• [Task to complete]
Every line below that holds the string "compatible" must be copied.

• [Data]

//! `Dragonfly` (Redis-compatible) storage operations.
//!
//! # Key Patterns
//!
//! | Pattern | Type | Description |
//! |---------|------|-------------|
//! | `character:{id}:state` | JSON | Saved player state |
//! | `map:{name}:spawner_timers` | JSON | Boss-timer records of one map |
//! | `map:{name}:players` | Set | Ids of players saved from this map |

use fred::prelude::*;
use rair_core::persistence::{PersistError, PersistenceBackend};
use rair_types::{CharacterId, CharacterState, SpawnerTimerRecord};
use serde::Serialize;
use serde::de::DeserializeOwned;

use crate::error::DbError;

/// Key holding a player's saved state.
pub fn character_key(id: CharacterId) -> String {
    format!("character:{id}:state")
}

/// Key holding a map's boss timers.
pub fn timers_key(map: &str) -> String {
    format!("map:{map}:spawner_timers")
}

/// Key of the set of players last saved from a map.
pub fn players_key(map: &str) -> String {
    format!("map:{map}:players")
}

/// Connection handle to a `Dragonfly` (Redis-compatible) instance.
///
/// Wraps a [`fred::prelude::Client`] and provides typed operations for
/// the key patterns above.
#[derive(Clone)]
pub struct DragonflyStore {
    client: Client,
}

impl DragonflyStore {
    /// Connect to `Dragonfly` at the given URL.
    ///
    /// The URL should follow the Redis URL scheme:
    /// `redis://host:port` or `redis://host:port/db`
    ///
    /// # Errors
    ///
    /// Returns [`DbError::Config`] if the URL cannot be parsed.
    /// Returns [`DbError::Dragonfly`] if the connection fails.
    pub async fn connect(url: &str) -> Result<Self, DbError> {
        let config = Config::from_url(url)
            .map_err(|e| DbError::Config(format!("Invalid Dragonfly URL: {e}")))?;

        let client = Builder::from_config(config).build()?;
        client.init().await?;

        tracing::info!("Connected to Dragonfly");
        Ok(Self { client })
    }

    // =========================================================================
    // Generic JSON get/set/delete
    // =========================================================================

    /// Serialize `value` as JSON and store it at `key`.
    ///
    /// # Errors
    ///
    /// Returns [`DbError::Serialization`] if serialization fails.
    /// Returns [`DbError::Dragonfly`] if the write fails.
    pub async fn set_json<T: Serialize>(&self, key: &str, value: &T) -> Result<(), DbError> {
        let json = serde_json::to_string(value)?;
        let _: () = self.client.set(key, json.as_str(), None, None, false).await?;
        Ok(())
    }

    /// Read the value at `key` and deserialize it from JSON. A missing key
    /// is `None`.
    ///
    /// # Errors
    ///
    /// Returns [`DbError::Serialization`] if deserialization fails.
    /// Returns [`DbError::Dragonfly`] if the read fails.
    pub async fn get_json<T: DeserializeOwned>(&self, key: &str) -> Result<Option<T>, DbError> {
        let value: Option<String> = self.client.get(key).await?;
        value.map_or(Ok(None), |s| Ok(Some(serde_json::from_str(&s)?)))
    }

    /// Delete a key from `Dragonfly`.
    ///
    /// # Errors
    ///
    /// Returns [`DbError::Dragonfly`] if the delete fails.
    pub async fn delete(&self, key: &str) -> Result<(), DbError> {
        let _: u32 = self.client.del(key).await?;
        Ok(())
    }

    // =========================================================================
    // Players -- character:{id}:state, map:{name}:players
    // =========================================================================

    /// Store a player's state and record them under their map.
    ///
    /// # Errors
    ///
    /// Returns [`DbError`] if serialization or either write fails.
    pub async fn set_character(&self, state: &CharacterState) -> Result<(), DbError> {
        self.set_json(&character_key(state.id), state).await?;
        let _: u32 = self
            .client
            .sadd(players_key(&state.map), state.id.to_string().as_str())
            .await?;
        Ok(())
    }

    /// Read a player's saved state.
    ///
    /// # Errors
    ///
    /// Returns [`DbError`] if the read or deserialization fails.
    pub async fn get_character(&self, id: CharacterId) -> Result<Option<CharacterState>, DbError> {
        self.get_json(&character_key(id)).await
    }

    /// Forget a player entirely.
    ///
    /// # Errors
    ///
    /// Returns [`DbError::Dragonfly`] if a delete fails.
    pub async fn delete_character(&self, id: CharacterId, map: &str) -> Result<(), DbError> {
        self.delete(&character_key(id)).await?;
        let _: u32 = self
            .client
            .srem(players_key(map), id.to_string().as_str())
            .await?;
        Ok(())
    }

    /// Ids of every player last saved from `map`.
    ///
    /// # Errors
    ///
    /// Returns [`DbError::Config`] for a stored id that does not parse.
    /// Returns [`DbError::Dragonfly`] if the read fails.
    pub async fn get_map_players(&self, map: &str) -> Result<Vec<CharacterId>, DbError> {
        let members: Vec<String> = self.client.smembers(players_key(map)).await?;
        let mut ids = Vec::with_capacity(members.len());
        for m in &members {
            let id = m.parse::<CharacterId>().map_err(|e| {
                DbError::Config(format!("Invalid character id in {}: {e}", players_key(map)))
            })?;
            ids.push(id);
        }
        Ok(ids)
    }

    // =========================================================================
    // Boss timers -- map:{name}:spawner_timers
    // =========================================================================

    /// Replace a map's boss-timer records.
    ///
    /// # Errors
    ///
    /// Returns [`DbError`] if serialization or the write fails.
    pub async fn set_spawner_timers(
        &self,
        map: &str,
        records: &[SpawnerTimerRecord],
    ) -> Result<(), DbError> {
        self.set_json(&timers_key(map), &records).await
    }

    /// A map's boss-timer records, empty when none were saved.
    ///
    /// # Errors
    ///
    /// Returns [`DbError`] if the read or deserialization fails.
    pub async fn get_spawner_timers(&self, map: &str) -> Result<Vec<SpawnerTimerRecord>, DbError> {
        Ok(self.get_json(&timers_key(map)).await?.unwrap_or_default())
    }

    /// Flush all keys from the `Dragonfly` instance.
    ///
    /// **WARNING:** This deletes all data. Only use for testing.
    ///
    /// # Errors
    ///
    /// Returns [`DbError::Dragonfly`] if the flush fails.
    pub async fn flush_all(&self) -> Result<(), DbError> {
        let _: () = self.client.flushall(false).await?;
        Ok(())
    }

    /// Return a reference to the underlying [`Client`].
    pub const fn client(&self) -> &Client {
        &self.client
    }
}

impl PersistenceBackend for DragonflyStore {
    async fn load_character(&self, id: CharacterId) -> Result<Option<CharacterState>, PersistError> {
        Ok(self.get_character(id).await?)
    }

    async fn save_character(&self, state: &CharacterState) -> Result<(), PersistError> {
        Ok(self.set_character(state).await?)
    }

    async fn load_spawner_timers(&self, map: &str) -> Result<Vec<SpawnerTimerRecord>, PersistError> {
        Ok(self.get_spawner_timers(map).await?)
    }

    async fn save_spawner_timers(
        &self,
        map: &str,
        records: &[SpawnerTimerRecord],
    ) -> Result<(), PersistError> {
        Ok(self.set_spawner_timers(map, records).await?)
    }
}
---
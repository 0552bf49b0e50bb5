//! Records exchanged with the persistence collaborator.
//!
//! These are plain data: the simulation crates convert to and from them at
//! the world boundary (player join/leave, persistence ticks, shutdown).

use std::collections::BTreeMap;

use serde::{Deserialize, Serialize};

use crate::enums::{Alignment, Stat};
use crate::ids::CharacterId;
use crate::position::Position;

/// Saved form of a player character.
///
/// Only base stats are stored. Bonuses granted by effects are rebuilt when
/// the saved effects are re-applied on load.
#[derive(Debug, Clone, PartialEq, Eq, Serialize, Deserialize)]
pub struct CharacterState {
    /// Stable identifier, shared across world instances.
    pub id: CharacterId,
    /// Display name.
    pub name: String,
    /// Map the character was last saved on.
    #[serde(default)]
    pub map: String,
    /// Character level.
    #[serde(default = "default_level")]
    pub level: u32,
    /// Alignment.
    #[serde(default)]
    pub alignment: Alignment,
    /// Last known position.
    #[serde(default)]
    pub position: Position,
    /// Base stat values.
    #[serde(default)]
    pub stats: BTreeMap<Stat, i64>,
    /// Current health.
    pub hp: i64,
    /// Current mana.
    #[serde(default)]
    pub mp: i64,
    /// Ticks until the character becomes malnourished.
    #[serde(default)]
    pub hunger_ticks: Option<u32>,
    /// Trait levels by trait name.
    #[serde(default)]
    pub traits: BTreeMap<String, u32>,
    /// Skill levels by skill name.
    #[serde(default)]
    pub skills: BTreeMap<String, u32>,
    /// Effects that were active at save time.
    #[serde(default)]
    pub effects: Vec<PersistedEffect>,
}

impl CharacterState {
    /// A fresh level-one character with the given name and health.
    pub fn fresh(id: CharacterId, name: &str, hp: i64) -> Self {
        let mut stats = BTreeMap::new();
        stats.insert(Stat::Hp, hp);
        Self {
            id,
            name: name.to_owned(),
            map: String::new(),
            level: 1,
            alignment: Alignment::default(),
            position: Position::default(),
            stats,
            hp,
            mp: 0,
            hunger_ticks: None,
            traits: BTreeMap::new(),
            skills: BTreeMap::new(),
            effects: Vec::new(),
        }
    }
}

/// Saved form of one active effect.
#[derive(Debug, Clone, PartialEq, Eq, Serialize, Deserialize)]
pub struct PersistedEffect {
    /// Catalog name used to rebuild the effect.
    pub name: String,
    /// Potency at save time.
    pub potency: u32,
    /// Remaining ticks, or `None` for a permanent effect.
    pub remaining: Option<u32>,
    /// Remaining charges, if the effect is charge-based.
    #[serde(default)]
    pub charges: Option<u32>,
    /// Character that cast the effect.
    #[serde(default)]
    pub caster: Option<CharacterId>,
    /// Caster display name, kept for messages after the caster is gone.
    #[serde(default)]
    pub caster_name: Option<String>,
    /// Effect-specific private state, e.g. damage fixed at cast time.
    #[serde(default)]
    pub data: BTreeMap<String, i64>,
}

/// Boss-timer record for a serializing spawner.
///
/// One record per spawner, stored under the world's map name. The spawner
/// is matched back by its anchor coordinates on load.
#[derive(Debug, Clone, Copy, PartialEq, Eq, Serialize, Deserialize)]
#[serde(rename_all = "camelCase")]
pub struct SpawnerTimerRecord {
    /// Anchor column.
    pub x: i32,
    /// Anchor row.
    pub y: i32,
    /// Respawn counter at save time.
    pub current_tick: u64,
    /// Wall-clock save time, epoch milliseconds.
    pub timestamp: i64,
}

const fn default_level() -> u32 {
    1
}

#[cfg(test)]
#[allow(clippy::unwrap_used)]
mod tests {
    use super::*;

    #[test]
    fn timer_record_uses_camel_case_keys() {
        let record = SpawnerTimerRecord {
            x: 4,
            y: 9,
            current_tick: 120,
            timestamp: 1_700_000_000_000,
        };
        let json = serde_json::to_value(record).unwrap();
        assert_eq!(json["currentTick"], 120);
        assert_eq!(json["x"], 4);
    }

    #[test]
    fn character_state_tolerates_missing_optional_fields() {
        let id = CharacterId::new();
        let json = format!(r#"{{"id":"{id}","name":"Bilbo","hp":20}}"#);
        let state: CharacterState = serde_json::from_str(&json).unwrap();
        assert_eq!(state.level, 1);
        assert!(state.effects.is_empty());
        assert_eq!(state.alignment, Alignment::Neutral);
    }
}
--
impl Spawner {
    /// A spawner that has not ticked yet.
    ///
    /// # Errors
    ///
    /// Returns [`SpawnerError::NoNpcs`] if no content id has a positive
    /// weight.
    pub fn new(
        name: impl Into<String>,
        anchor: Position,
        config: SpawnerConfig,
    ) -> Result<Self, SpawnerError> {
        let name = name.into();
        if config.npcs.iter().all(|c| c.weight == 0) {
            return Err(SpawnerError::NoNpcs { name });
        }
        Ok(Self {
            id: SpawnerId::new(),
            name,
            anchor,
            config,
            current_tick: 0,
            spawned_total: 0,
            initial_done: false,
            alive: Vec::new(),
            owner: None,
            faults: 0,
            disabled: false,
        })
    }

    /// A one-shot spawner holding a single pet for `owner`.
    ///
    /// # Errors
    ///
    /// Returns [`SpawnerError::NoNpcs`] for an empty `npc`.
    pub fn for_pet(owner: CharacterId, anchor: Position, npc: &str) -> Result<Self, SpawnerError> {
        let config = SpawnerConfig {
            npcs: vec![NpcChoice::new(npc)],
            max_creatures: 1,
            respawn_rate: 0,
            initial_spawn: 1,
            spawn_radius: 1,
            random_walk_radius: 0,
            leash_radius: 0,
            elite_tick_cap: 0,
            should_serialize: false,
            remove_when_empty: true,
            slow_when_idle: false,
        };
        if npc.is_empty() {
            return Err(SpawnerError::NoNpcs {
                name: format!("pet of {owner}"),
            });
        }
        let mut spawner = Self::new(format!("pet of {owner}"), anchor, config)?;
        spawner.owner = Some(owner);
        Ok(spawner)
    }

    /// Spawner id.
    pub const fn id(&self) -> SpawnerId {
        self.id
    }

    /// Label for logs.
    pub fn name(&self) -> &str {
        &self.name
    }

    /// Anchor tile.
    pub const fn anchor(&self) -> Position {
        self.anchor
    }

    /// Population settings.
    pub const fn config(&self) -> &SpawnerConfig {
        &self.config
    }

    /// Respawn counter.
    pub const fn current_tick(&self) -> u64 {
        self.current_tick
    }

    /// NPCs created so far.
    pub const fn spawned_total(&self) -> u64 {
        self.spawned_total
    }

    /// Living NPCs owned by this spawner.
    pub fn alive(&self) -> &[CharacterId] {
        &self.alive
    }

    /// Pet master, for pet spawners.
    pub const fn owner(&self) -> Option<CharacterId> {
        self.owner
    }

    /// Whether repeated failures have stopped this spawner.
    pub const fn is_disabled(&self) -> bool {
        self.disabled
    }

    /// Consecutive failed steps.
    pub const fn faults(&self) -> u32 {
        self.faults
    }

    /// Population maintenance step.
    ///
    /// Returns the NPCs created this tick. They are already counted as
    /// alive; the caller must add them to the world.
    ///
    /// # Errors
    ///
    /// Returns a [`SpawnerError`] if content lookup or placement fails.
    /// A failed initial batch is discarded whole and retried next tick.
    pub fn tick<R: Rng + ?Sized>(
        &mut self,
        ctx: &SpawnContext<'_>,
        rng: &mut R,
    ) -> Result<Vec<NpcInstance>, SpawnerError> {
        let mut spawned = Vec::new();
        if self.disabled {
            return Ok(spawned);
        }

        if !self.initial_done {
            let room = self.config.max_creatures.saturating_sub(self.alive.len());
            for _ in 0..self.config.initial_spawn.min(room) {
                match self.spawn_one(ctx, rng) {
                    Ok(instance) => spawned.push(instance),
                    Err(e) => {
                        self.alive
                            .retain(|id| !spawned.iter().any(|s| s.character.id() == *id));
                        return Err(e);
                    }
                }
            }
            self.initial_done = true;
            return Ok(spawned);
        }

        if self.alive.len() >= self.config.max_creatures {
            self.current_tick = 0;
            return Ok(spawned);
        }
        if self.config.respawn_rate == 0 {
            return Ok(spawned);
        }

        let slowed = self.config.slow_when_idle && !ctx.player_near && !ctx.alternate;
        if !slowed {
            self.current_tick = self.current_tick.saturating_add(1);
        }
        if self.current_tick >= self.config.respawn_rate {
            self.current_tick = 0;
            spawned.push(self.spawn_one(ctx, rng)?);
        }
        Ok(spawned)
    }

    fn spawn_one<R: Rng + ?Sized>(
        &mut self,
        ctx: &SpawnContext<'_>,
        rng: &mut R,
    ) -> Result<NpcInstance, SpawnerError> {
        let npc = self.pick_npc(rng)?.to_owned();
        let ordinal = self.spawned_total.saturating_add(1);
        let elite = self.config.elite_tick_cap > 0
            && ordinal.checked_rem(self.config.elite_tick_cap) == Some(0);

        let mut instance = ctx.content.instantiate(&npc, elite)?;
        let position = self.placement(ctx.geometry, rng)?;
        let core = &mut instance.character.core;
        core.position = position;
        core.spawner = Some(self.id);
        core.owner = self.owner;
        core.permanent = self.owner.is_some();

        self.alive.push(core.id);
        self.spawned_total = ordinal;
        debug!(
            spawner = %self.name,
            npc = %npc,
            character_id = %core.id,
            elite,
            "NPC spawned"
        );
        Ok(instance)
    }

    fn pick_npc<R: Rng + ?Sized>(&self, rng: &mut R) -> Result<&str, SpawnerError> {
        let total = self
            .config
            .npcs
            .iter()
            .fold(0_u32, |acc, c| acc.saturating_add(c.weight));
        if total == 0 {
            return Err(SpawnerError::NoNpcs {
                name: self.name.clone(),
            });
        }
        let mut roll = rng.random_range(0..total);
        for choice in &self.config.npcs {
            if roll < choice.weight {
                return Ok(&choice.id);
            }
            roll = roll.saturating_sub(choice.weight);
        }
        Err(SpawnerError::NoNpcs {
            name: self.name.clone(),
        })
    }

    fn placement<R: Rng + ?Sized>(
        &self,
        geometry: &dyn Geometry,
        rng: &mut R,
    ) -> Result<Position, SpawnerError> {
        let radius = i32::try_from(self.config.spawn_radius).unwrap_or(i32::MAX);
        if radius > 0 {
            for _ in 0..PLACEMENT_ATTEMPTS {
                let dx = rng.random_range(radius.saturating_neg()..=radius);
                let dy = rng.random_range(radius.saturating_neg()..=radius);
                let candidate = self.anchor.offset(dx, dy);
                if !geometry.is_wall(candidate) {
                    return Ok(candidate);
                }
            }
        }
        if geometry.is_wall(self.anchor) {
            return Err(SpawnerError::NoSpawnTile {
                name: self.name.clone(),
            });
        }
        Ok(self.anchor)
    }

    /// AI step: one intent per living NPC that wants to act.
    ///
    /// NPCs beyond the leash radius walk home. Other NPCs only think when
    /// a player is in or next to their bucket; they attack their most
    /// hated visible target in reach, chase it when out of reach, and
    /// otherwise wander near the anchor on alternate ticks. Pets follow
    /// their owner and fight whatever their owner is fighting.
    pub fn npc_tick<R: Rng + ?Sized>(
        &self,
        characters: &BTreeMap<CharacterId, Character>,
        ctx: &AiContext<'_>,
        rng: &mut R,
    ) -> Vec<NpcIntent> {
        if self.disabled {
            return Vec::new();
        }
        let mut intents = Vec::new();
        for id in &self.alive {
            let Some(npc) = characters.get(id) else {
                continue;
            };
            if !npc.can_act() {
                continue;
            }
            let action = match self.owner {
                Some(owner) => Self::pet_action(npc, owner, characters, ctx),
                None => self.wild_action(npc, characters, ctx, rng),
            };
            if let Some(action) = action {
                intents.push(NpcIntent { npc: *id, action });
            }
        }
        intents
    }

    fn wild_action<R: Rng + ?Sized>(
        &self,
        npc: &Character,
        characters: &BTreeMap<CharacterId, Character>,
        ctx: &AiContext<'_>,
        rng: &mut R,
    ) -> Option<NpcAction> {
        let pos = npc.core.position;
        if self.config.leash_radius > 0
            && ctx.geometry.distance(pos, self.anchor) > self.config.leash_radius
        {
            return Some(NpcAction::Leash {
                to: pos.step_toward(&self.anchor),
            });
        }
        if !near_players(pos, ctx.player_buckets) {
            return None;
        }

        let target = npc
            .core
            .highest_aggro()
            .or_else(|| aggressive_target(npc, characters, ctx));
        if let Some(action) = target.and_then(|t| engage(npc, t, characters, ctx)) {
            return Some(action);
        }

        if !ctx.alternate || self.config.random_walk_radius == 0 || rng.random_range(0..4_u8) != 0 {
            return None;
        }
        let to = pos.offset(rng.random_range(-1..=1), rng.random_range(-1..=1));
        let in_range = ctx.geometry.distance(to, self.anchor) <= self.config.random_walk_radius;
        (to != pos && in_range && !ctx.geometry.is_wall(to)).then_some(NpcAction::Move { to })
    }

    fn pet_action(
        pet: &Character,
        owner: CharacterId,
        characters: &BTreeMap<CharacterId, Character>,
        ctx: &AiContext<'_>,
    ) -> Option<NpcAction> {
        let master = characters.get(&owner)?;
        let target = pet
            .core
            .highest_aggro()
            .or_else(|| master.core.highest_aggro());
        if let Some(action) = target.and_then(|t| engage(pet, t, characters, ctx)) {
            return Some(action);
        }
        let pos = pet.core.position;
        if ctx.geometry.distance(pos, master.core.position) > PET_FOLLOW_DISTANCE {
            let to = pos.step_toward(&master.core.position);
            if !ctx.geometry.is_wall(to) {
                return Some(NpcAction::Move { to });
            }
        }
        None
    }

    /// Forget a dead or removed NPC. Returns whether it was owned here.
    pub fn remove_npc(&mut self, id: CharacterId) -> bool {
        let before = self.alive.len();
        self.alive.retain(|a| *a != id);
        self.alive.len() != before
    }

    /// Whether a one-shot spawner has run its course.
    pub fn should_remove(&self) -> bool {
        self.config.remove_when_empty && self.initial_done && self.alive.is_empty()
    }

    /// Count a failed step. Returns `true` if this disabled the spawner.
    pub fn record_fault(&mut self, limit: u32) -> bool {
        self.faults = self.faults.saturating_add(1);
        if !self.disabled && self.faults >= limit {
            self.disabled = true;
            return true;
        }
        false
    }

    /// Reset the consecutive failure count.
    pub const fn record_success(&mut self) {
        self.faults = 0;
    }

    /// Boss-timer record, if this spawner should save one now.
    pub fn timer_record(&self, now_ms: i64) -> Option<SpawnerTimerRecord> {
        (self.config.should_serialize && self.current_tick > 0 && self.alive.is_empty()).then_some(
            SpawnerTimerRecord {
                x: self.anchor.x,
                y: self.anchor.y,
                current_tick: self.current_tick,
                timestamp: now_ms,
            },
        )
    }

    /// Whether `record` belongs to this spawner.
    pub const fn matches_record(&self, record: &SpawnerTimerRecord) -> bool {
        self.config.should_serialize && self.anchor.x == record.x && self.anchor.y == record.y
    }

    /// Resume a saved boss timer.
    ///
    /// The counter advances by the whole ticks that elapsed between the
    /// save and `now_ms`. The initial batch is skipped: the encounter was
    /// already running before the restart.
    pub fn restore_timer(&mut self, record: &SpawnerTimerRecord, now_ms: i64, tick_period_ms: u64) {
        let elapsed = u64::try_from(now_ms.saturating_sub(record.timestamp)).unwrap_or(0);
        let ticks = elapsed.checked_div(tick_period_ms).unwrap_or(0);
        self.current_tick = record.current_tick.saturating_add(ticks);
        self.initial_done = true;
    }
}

• [Answer to the exercise]
//! `Dragonfly` (Redis-compatible) storage operations.
/// Connection handle to a `Dragonfly` (Redis-compatible) instance.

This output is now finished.